UA logo Allergy and Asthma in the
Southwestern United States
Information for patients with allergy and related problems
in the Southwest

Environment and allergic disease               

Air Pollution, Asthma and Allergy 

Which Air Pollutants Cause Respiratory Disease?  
Symptoms of asthma and other chronic lung diseases are often precipitated by increased levels of air pollutants including particulates, nitrogen oxides, ozone and sulfur dioxide, all of which may directly irritate the airways.   The increased incidence of asthma in the fall and winter is probably due to several factors including the effects of temperature inversion on vehicle-generated pollution, combined with the increased incidence of respiratory virus infection at this time of the year, and increased mold spore counts. 

The incidence of allergic respiratory disease is high and continues to increase in populations of urban areas of Westernized countries throughout the world.  There is mounting evidence from epidemiologic and laboratory research of an important cause of allergy in Westernized civilizations: protection from bacterial exposure and bacterial infection in childhood through hygiene and liberal use of antibiotics.  Certain bacterial products appear to affect the developing immune system in childhood by diverting immune responses away from allergy.  Another explanation of this public health problem in developed countries is  air pollution from automobile traffic.  Diesel exhaust, known to boost the formation of IgE antibodies in experimental animals to make them allergic, could play a part in causing allergy in human populations.   Although air pollution is an important trigger for asthma symptoms, it is not considered to be an important cause of allergy as such, because of the low incidence of allergy in polluted non-Western environments.

Air Pollution in Arizona  
Metropolitan Tucson is surrounded by mountains, predisposing the area to frequent temperature inversions.  During this time the valley fills with colder air containing higher concentrations of air pollutants, as compared with mountain slopes above the temperature inversion layer.  Air pollution in Maricopa County (which includes Phoenix) is considerably higher than that in Tucson. 

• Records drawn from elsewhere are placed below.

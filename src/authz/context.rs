//! Active company/department/project selection.
//!
//! The active context only narrows what is displayed; it never grants
//! anything. Every pointer is re-validated against the user's visible sets
//! whenever it is read or changed, so a stale cross-company selection can
//! never survive.

use serde::{Deserialize, Serialize};
use utoipa::ToSchema;
use uuid::Uuid;

use crate::errors::{AppError, AppResult};
use crate::models::org::{OrgTree, Profile};
use crate::store::OrgStore;

use super::record::PermissionRecord;
use super::resolver::Resolution;
use super::scope::{company_visible, visible_companies, visible_departments, visible_projects};

#[derive(Debug, Clone, Copy, Default, PartialEq, Eq, Serialize, Deserialize, ToSchema)]
pub struct ActiveContext {
    pub company_id: Option<Uuid>,
    pub department_id: Option<Uuid>,
    pub project_id: Option<Uuid>,
}

/// Pure selection logic over one user's record and their tenant's org tree.
pub struct ContextSelector<'a> {
    record: &'a PermissionRecord,
    org: &'a OrgTree,
}

impl<'a> ContextSelector<'a> {
    pub fn new(record: &'a PermissionRecord, org: &'a OrgTree) -> Self {
        Self { record, org }
    }

    /// Resolves the effective context.
    ///
    /// Company: stored pointer, then the identity-provider hint, then the
    /// first visible company, then none. Department and project are kept
    /// only while visible inside the chosen company.
    pub fn resolve(&self, stored: ActiveContext, hint: Option<Uuid>) -> ActiveContext {
        let company_id = [stored.company_id, hint]
            .into_iter()
            .flatten()
            .find(|id| company_visible(self.record, self.org, *id))
            .or_else(|| visible_companies(self.record, self.org).first().map(|c| c.id));

        self.narrow(ActiveContext {
            company_id,
            department_id: stored.department_id,
            project_id: stored.project_id,
        })
    }

    pub fn switch_company(&self, current: ActiveContext, company_id: Uuid) -> AppResult<ActiveContext> {
        if !company_visible(self.record, self.org, company_id) {
            tracing::debug!(user_id = %self.record.user_id, company_id = %company_id, "company switch denied");
            return Err(AppError::forbidden());
        }

        Ok(self.narrow(ActiveContext {
            company_id: Some(company_id),
            ..current
        }))
    }

    /// Selects a department of the active company; a project from another
    /// department is dropped.
    pub fn switch_department(&self, current: ActiveContext, department_id: Option<Uuid>) -> AppResult<ActiveContext> {
        let current = self.narrow(current);
        let Some(department_id) = department_id else {
            return Ok(ActiveContext {
                department_id: None,
                ..current
            });
        };

        if current.company_id.is_none() {
            return Err(AppError::bad_request("no active company"));
        }
        let visible = visible_departments(self.record, self.org, current.company_id)
            .iter()
            .any(|d| d.id == department_id);
        if !visible {
            tracing::debug!(user_id = %self.record.user_id, department_id = %department_id, "department switch denied");
            return Err(AppError::forbidden());
        }

        let project_id = current.project_id.filter(|id| {
            self.org
                .project(*id)
                .is_some_and(|p| p.department_id.map_or(true, |d| d == department_id))
        });

        Ok(ActiveContext {
            company_id: current.company_id,
            department_id: Some(department_id),
            project_id,
        })
    }

    /// Selects a project of the active company and follows it into its
    /// department.
    pub fn switch_project(&self, current: ActiveContext, project_id: Option<Uuid>) -> AppResult<ActiveContext> {
        let current = self.narrow(current);
        let Some(project_id) = project_id else {
            return Ok(ActiveContext {
                project_id: None,
                ..current
            });
        };

        if current.company_id.is_none() {
            return Err(AppError::bad_request("no active company"));
        }
        let project = visible_projects(self.record, self.org, current.company_id)
            .into_iter()
            .find(|p| p.id == project_id);
        let Some(project) = project else {
            tracing::debug!(user_id = %self.record.user_id, project_id = %project_id, "project switch denied");
            return Err(AppError::forbidden());
        };

        Ok(ActiveContext {
            company_id: current.company_id,
            department_id: project.department_id.or(current.department_id),
            project_id: Some(project_id),
        })
    }

    /// Drops every pointer that is not visible inside the active company.
    fn narrow(&self, context: ActiveContext) -> ActiveContext {
        let company_id = context
            .company_id
            .filter(|id| company_visible(self.record, self.org, *id));

        let department_id = context.department_id.filter(|id| {
            visible_departments(self.record, self.org, company_id)
                .iter()
                .any(|d| d.id == *id)
        });
        let project_id = context.project_id.filter(|id| {
            visible_projects(self.record, self.org, company_id)
                .iter()
                .any(|p| p.id == *id)
        });

        ActiveContext {
            company_id,
            department_id,
            project_id,
        }
    }
}

impl From<&Profile> for ActiveContext {
    fn from(profile: &Profile) -> Self {
        ActiveContext {
            company_id: profile.active_company_id,
            department_id: profile.active_department_id,
            project_id: profile.active_project_id,
        }
    }
}

/// Switches the resolved user's active company and persists the re-derived
/// context.
pub async fn switch_active_company(
    store: &dyn OrgStore,
    resolution: &Resolution,
    company_id: Uuid,
) -> AppResult<ActiveContext> {
    let user_id = resolution.record.user_id;
    let profile = store
        .profile(user_id)
        .await?
        .ok_or_else(|| AppError::not_found("profile not found"))?;

    let selector = ContextSelector::new(&resolution.record, &resolution.org);
    let next = selector.switch_company(ActiveContext::from(&profile), company_id)?;
    store.save_active_context(user_id, &next).await?;
    Ok(next)
}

Air pollutants in Arizona cities are principally nitrogen oxides, ozone, carbon monoxide and particulates.  Local sources of air pollution are traffic (greater than 40%), vehicle-generated paved road dust (12%), and dust from unpaved roads (8-10%).  Pollution from automobile emissions (mainly nitrogen dioxide) increases in the winter, particularly on days with temperature inversion.  As in other cities, use of oxygenated motor fuels contributes to aldehyde and other volatile organic compound pollution.  Detailed daily information on air quality in Arizona can be found on the web sites for Pima CountyMaricopa County and Pinal County.  

Air Pollution in Tucson 
The average concentration of ozone in the city ranges from 0.022 to 0.042 ppm (parts per million) throughout the Tucson basin, and is tending to increase.  Highest levels of ozone generally occur in the summer, and increase during the afternoons when the temperatures are high.  Average concentrations of nitrogen dioxide range from 0.019 to 0.021 ppm, and particulates 10 microns and smaller range from 12.5 to 30.7 micrograms per cubic meter.  Aside from a coal-fired power plant, Tucson has no heavy industrial sources of sulfur dioxide and levels of this pollutant are low. 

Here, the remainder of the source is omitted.